Era chiaro che la Disney non aveva speso ben 4,05 miliardi di dollari senza avere un piano. Nuovi film, merchandising, parchi a tema e serie televisive erano solo alcune delle promesse fatte. Ma la vera attesa riguardava i film. Finalmente avremmo potuto vedere nuove avventure in quella galassia lontana lontana, assente dal grande schermo dal 2005, quando era uscito l’Episodio III, di cui recentemente ho celebrato il ventennale a Lucca.
Il Settimo Episodio: Una Nuova Era di Star Wars
La possibilità di tornare al cinema per assistere a nuove storie di **Star Wars** era elettrizzante. Il bambino che a cinque anni guardava e riguardava i film, con uno spazzolino di Darth Vader in mano e che si divertiva nei cabinati arcade, non poteva trattenere l’emozione. Quell’adolescente che nel ’97 partecipava alle proiezioni speciali della trilogia originale si sentiva pronto a riabbracciare la magia di **Star Wars**.
Ma c’era una grande differenza. Sapevo che, grazie al mio lavoro, avrei avuto l’opportunità di incontrare le menti e gli attori dietro queste nuove avventure. E così è stato. Nel novembre 2015 ho iniziato un viaggio che mi ha portato a intervistare Daisy Ridley, poco prima del debutto di **Il Risveglio della Forza**. Da quel momento, ho vissuto innumerevoli esperienze, dai junket agli eventi di Star Wars Celebration, con un telefono pieno di ricordi, compresi incontri con leggende come George Lucas e Mark Hamill.
Una Promessa Tradita
A mio avviso, **Star Wars: Il Risveglio della Forza** aveva un grande difetto: l’assenza di un momento in cui Carrie Fisher, Mark Hamill e Harrison Ford condividessero la stessa inquadratura. Era una concessione necessaria per un fandom che stava passando la torchia a nuove generazioni. Se Jason Reitman è riuscito a farlo in **Ghostbusters: Legacy**, perché Lucasfilm non ha potuto? Questo aspetto, ancora oggi, mi fa infuriare.

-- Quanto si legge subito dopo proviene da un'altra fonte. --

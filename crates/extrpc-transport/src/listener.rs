//! Listener registration and native response handles.

use std::sync::atomic::{AtomicU64, Ordering};
use std::sync::{Arc, Mutex, MutexGuard};
use std::task::Poll;

use serde_json::Value;
use tokio::sync::oneshot;

use crate::error::{TransportError, TransportResult};

/// What a listener did with a message.
#[derive(Debug, Clone, Copy, PartialEq, Eq)]
pub enum Disposition {
    /// The message was not for this listener; it will not respond.
    NotHandled,
    /// The listener consumed the message (and responded synchronously, if
    /// it had anything to say).
    Handled,
    /// The listener will respond later; the response channel must stay open.
    RespondLater,
}

/// A message delivered to a listener.
#[derive(Debug)]
pub struct Inbound {
    /// The raw message.
    pub message: Value,
    /// Response handle, present on native transports only.
    pub responder: Option<Responder>,
}

/// A listener callback.
pub type Listener = Arc<dyn Fn(Inbound) -> Disposition + Send + Sync>;

/// Wraps a closure into a [`Listener`].
pub fn listener<F>(f: F) -> Listener
where
    F: Fn(Inbound) -> Disposition + Send + Sync + 'static,
{
    Arc::new(f)
}

/// Identifies an installed listener.
#[derive(Debug, Clone, Copy, PartialEq, Eq, Hash)]
pub struct ListenerId(u64);

/// Response handle for one native message.
///
/// Clones share one slot: the first `respond` wins, later ones fail with
/// [`TransportError::ResponseChannelClosed`]. When every clone is dropped
/// without responding, the sender sees [`TransportError::NoResponse`].
#[derive(Debug, Clone)]
pub struct Responder {
    slot: Arc<Mutex<Option<oneshot::Sender<Value>>>>,
}

impl Responder {
    /// Creates a responder and the receiver its response arrives on.
    pub(crate) fn pair() -> (Self, oneshot::Receiver<Value>) {
        let (tx, rx) = oneshot::channel();
        let responder = Self {
            slot: Arc::new(Mutex::new(Some(tx))),
        };
        (responder, rx)
    }

    /// Creates a responder for a message nobody awaits.
    pub(crate) fn detached() -> Self {
        Self {
            slot: Arc::new(Mutex::new(None)),
        }
    }

    /// Sends the response.
    pub fn respond(&self, value: Value) -> TransportResult<()> {
        let sender = self.lock().take();
        match sender {
            Some(tx) => tx
                .send(value)
                .map_err(|_| TransportError::ResponseChannelClosed),
            None => Err(TransportError::ResponseChannelClosed),
        }
    }

    /// Returns true if a response can still be delivered.
    pub fn is_open(&self) -> bool {
        self.lock().as_ref().is_some_and(|tx| !tx.is_closed())
    }

    /// Resolves once the requester stops waiting, or at once if this handle
    /// can no longer respond.
    ///
    /// A `respond` through another clone does not wake a pending `closed`.
    pub async fn closed(&self) {
        std::future::poll_fn(|cx| match self.lock().as_mut() {
            Some(tx) => tx.poll_closed(cx),
            None => Poll::Ready(()),
        })
        .await
    }

    /// Closes the channel without responding.
    pub(crate) fn close(&self) {
        self.lock().take();
    }

    fn lock(&self) -> MutexGuard<'_, Option<oneshot::Sender<Value>>> {
        self.slot.lock().unwrap_or_else(|poisoned| poisoned.into_inner())
    }
}

/// Listeners installed on one transport.
#[derive(Default)]
pub(crate) struct ListenerSet {
    next_id: AtomicU64,
    listeners: Mutex<Vec<(ListenerId, Listener)>>,
}

impl ListenerSet {
    pub(crate) fn add(&self, listener: Listener) -> ListenerId {
        let id = ListenerId(self.next_id.fetch_add(1, Ordering::Relaxed));
        self.lock().push((id, listener));
        id
    }

    pub(crate) fn remove(&self, id: ListenerId) -> bool {
        let mut listeners = self.lock();
        let before = listeners.len();
        listeners.retain(|(existing, _)| *existing != id);
        listeners.len() != before
    }

    pub(crate) fn len(&self) -> usize {
        self.lock().len()
    }

    /// Copies the current listeners so callbacks run without the lock held;
    /// a listener may add or remove listeners while being called.
    pub(crate) fn snapshot(&self) -> Vec<Listener> {
        self.lock()
            .iter()
            .map(|(_, listener)| listener.clone())
            .collect()
    }

    fn lock(&self) -> MutexGuard<'_, Vec<(ListenerId, Listener)>> {
        self.listeners
            .lock()
            .unwrap_or_else(|poisoned| poisoned.into_inner())
    }
}

impl std::fmt::Debug for ListenerSet {
    fn fmt(&self, f: &mut std::fmt::Formatter<'_>) -> std::fmt::Result {
        f.debug_struct("ListenerSet")
            .field("listeners", &self.len())
            .finish()
    }
}

#[cfg(test)]
mod tests {
    use super::*;
    use serde_json::json;

    #[tokio::test]
    async fn first_response_wins() {
        let (responder, rx) = Responder::pair();
        let clone = responder.clone();

        assert!(responder.is_open());
        responder.respond(json!(1)).unwrap();
        assert_eq!(
            clone.respond(json!(2)),
            Err(TransportError::ResponseChannelClosed)
        );
        assert!(!clone.is_open());
        assert_eq!(rx.await.unwrap(), json!(1));
    }

    #[tokio::test]
    async fn dropping_every_clone_closes_the_channel() {
        let (responder, rx) = Responder::pair();
        let clone = responder.clone();
        drop(responder);
        drop(clone);
        assert!(rx.await.is_err());
    }

    #[tokio::test]
    async fn closed_resolves_when_the_requester_gives_up() {
        let (responder, rx) = Responder::pair();
        let watcher = tokio::spawn({
            let responder = responder.clone();
            async move { responder.closed().await }
        });
        tokio::task::yield_now().await;
        assert!(!watcher.is_finished());

        drop(rx);
        watcher.await.unwrap();
        assert!(!responder.is_open());
    }

    #[test]
    fn detached_responder_is_closed() {
        let responder = Responder::detached();
        assert!(!responder.is_open());
        assert!(responder.respond(json!(null)).is_err());
    }

    #[test]
    fn listener_set_add_remove() {
        let set = ListenerSet::default();
        let a = set.add(listener(|_| Disposition::NotHandled));
        let b = set.add(listener(|_| Disposition::Handled));
        assert_ne!(a, b);
        assert_eq!(set.snapshot().len(), 2);

        assert!(set.remove(a));
        assert!(!set.remove(a));
        assert_eq!(set.len(), 1);
    }
}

Nonostante ciò, il film presentava tutti gli elementi per un futuro luminoso: chi era davvero Rey? Qual era il passato di Kylo Ren? Perché Luke Skywalker si era ritirato? J.J. Abrams, alla regia, sembrava avere il tocco giusto per mantenere viva l’essenza di **Star Wars**, con trame avvincenti e misteri da svelare.
Ricordo ancora le speculazioni, le indiscrezioni e l’eccitazione che precedevano l’uscita di **Star Wars 7**. Sembrava una promessa di grandi cose. Purtroppo, le aspettative non sono state mantenute.
Un Castello di Sabbia
Non voglio ripetere le critiche già espresse riguardo agli errori commessi da Lucasfilm e Disney, che hanno peccato di paura e arroganza. Arroganza nel pensare che **Star Wars** potesse sopravvivere al passaggio da evento cinematografico a saga annuale, e paura nel non sapere come gestire il materiale di partenza.
Tutto ciò che di interessante era stato impostato da Abrams è stato gettato alle ortiche con un nono capitolo che ha retroattivamente smentito le scelte narrative dell’ottavo, dando troppo ascolto a una frangia di fan frustrati. Pensate alla storia di Rey, una “nullità” potente nella Forza, che sembrava voler allargare l’idea di chi potesse essere un Jedi.
Eppure, **Star Wars: L’Ascesa di Skywalker** è stato un disastro. La sceneggiatura è stata una fonte infinita di meme, ma ha deluso profondamente i fan, contrariamente alla visione chiara di George Lucas per la trilogia prequel. La trilogia sequel, invece, è risultata una confusione totale, accontentando le richieste di chi non rappresentava l’interesse collettivo del fandom.
La magia di **Star Wars** è stata offuscata, e ciò che doveva essere un viaggio emozionante si è trasformato in una mera operazione commerciale, priva di una direzione chiara e di una visione condivisa.